Upload README.md with huggingface_hub

c23abd4 verified 1 day ago

3.61 kB

	---
	license: apache-2.0
	language:
	- en
	tags:
	- video-editing
	- instruction-following
	- structured-generation
	- text-to-json
	- ffmpeg
	- gearcut
	- sparse-transformer
	pipeline_tag: text-generation
	inference: false
	---

	# GearCut Editor (gc_editor)

	gc_editor is a compact instruction-to-operations model that powers
	GearCut, an ultra-lightweight, FFmpeg-based
	video editor. It translates a plain-English editing instruction into a list of
	structured editing operations (JSON) that GearCut's `project -> ffmpeg`
	compiler then executes. It is designed to run locally, on CPU, so the editor
	needs no cloud service and no user video ever leaves the machine.

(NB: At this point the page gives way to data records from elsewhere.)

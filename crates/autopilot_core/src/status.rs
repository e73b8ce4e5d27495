use std::fmt;

use serde::{Deserialize, Serialize};

pub type ProjectId = u64;

/// Remote job status. The pipeline is linear; `Error` is absorbing and
/// reachable from any step.
#[derive(Debug, Clone, PartialEq, Eq, Hash, Serialize, Deserialize)]
#[serde(from = "String", into = "String")]
pub enum JobStatus {
    Created,
    Analyzing,
    Analyzed,
    Planning,
    Planned,
    Scripting,
    Scripted,
    GeneratingAssets,
    GeneratingThumbnail,
    Rendering,
    Done,
    Error,
    /// Anything the backend reports that is not part of the pipeline,
    /// including the `queued` parking status.
    Unknown(String),
}

/// Placeholder reported when a status response carries no status at all.
pub const PROCESSING_PLACEHOLDER: &str = "processing";

/// Progress shown for statuses outside the pipeline.
pub const UNKNOWN_PROGRESS: u8 = 10;

impl JobStatus {
    /// Pipeline order, `Created` first and `Done` last.
    pub const PIPELINE: [JobStatus; 11] = [
        JobStatus::Created,
        JobStatus::Analyzing,
        JobStatus::Analyzed,
        JobStatus::Planning,
        JobStatus::Planned,
        JobStatus::Scripting,
        JobStatus::Scripted,
        JobStatus::GeneratingAssets,
        JobStatus::GeneratingThumbnail,
        JobStatus::Rendering,
        JobStatus::Done,
    ];

    pub fn parse(raw: &str) -> Self {
        match raw {
            "created" => JobStatus::Created,
            "analyzing" => JobStatus::Analyzing,
            "analyzed" => JobStatus::Analyzed,
            "planning" => JobStatus::Planning,
            "planned" => JobStatus::Planned,
            "scripting" => JobStatus::Scripting,
            "scripted" => JobStatus::Scripted,
            "generating_assets" => JobStatus::GeneratingAssets,
            "generating_thumbnail" => JobStatus::GeneratingThumbnail,
            "rendering" => JobStatus::Rendering,
            "done" => JobStatus::Done,
            "error" => JobStatus::Error,
            other => JobStatus::Unknown(other.to_string()),
        }
    }

    pub fn processing() -> Self {
        JobStatus::Unknown(PROCESSING_PLACEHOLDER.to_string())
    }

    pub fn as_str(&self) -> &str {
        match self {
            JobStatus::Created => "created",
            JobStatus::Analyzing => "analyzing",
            JobStatus::Analyzed => "analyzed",
            JobStatus::Planning => "planning",
            JobStatus::Planned => "planned",
            JobStatus::Scripting => "scripting",
            JobStatus::Scripted => "scripted",
            JobStatus::GeneratingAssets => "generating_assets",
            JobStatus::GeneratingThumbnail => "generating_thumbnail",
            JobStatus::Rendering => "rendering",
            JobStatus::Done => "done",
            JobStatus::Error => "error",
            JobStatus::Unknown(raw) => raw,
        }
    }

    /// Fixed progress percentage for this status.
    pub fn progress(&self) -> u8 {
        match self {
            JobStatus::Created => 5,
            JobStatus::Analyzing => 15,
            JobStatus::Analyzed => 25,
            JobStatus::Planning => 35,
            JobStatus::Planned => 45,
            JobStatus::Scripting => 55,
            JobStatus::Scripted => 65,
            JobStatus::GeneratingAssets => 75,
            JobStatus::GeneratingThumbnail => 85,
            JobStatus::Rendering => 95,
            JobStatus::Done => 100,
            JobStatus::Error => 0,
            JobStatus::Unknown(_) => UNKNOWN_PROGRESS,
        }
    }

    pub fn is_terminal(&self) -> bool {
        matches!(self, JobStatus::Done | JobStatus::Error)
    }
}

impl From<String> for JobStatus {
    fn from(raw: String) -> Self {
        JobStatus::parse(&raw)
    }
}

impl From<&str> for JobStatus {
    fn from(raw: &str) -> Self {
        JobStatus::parse(raw)
    }
}

impl From<JobStatus> for String {
    fn from(status: JobStatus) -> Self {
        status.as_str().to_string()
    }
}

impl fmt::Display for JobStatus {
    fn fmt(&self, f: &mut fmt::Formatter<'_>) -> fmt::Result {
        f.write_str(self.as_str())
    }
}
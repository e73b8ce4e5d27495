use chrono::{DateTime, Local};

use autopilot_core::{status_label, Alert, AppViewModel, Locale, Phase, PresetRowView, QueueEntry};

const BAR_WIDTH: usize = 20;

/// Turns view-model changes into terminal lines. Only what changed since
/// the previous render is printed.
#[derive(Debug, Default)]
pub struct Renderer {
    last_progress: Option<(u8, String)>,
    last_alert: Option<Alert>,
}

impl Renderer {
    pub fn render(
        &mut self,
        view: &AppViewModel,
        activity: Vec<String>,
        now: DateTime<Local>,
    ) -> Vec<String> {
        let stamp = now.format("%H:%M:%S");
        let mut lines: Vec<String> = activity
            .into_iter()
            .map(|line| format!("[{stamp}] {line}"))
            .collect();

        if view.phase != Phase::Idle {
            let progress = (view.progress, view.status_text.clone());
            if self.last_progress.as_ref() != Some(&progress) {
                lines.push(progress_line(view.progress, &view.status_text));
                self.last_progress = Some(progress);
            }
        }

        if view.alert != self.last_alert {
            if let Some(alert) = &view.alert {
                lines.push(format!("! {}", alert.message));
            }
            self.last_alert = view.alert.clone();
        }

        lines
    }
}

pub fn progress_line(progress: u8, status_text: &str) -> String {
    let filled = usize::from(progress.min(100)) * BAR_WIDTH / 100;
    format!(
        "[{}{}] {:>3}% {}",
        "#".repeat(filled),
        "-".repeat(BAR_WIDTH - filled),
        progress,
        status_text
    )
}

pub fn queue_lines(entries: &[QueueEntry], count: usize, locale: Locale) -> Vec<String> {
    let mut lines = vec![format!("{count} queued")];
    lines.extend(entries.iter().map(|entry| {
        format!(
            "  #{:<6} {:<12} {}{}",
            entry.id,
            status_label(&entry.status, locale),
            entry.topic.as_deref().unwrap_or("-"),
            entry
                .created_at
                .as_deref()
                .map(|created| format!("  ({created})"))
                .unwrap_or_default()
        )
    }));
    lines
}

pub fn preset_lines(presets: &[PresetRowView]) -> Vec<String> {
    if presets.is_empty() {
        return vec!["no presets".to_string()];
    }
    presets
        .iter()
        .map(|preset| format!("  {:<6} {}", preset.id, preset.name))
        .collect()
}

	Developed by AMEFORGE. Built on the in-house SparseMind architecture
	(sparse attention + sparse FFN, dynamic neuron typing, and episodic memory).

	## What it does

	- Input: the current timeline state + a natural-language instruction.
	- Output: a JSON array of editing operations.

	```text
	INPUT
	clips: c1=intro.mp4(0.0-8.0) \| remove the first 3 seconds of the clip =>

	OUTPUT
	[{"op":"trim","clip":"c1","in":3.0,"out":8.0}]
	```

	Supported operations (v1): `trim`, `split`, `import`, `append`, `delete`,
	`reorder`, `export`.

	## Model details

	\| \| \|
	\|---\|---\|
	\| Architecture \| SparseMind (decoder-only, sparse) \|
	\| Parameters \| 28,759,300 (~28.8M) \|
	\| Hidden size / layers \| 384 / 8 \|
	\| Context length \| 256 tokens \|
	\| Tokenizer \| GearCut dedicated SentencePiece-BPE, vocab 682 \|
	\| Precision \| fp32 \|

	## Evaluation

	Measured on a held-out synthetic validation split. The meaningful metrics are
	not perplexity but whether the generated operations are usable:

	\| Metric \| Score \|
	\|---\|---\|
	\| Valid JSON \| 100.0% \|
	\| Exact match (operations == reference) \| 76.5% \|
	\| Best exact match during training \| 88.0% \|

	## Training data

	Trained on 85,000 synthetically generated `(timeline + instruction -> operations)`
	examples for 3000 steps. The generator covers the v1 operation set with
	varied phrasings, clip references, file names, timestamps, and presets.

	## Intended use & scope

	Intended as the natural-language command layer inside the GearCut editor. It is
	not a general-purpose assistant and only emits GearCut operations.

	## Limitations

	- Synthetic training data. The model is strongest on phrasings close to the
	generator's templates. Unusual real-world wording may be handled less reliably
	until the data is expanded with real examples.
	- English only (v1). A bilingual (EN/FR) version is planned.
	- Narrow operation set (v1). Transitions, multi-track, and effects are not
	yet covered.
	- Custom architecture. The HF inference widget is disabled; load and run the
	model with the snippet below.

	## How to use

	```python
	# Download gc_editor.pt + the GearCut tokenizer from this repo, then rebuild the
	# SparseMind model with the same config stored in the checkpoint and load weights.
	import torch, sentencepiece as spm
	ckpt = torch.load("gc_editor.pt", map_location="cpu")
	cfg = ckpt["config"] # the exact training config
	# model = SparseMind(Config(**cfg)); model.load_state_dict(ckpt["model"]); model.eval()
	sp = spm.SentencePieceProcessor(); sp.Load("gearcut_tok.model")
	prompt = 'clips: c1=intro.mp4(0.0-8.0) \| remove the first 3 seconds of the clip =>'
	# ids = sp.EncodeAsIds(prompt) ; generate ; stop at EOS ; json.loads the output
	```

	## Citation

	```bibtex
	@misc{gearcut_editor,
	title = {GearCut Editor: an instruction-to-operations model for lightweight video editing},
	author = {AMEFORGE},
	year = {2026},
	note = {Built on the SparseMind architecture}
	}
	```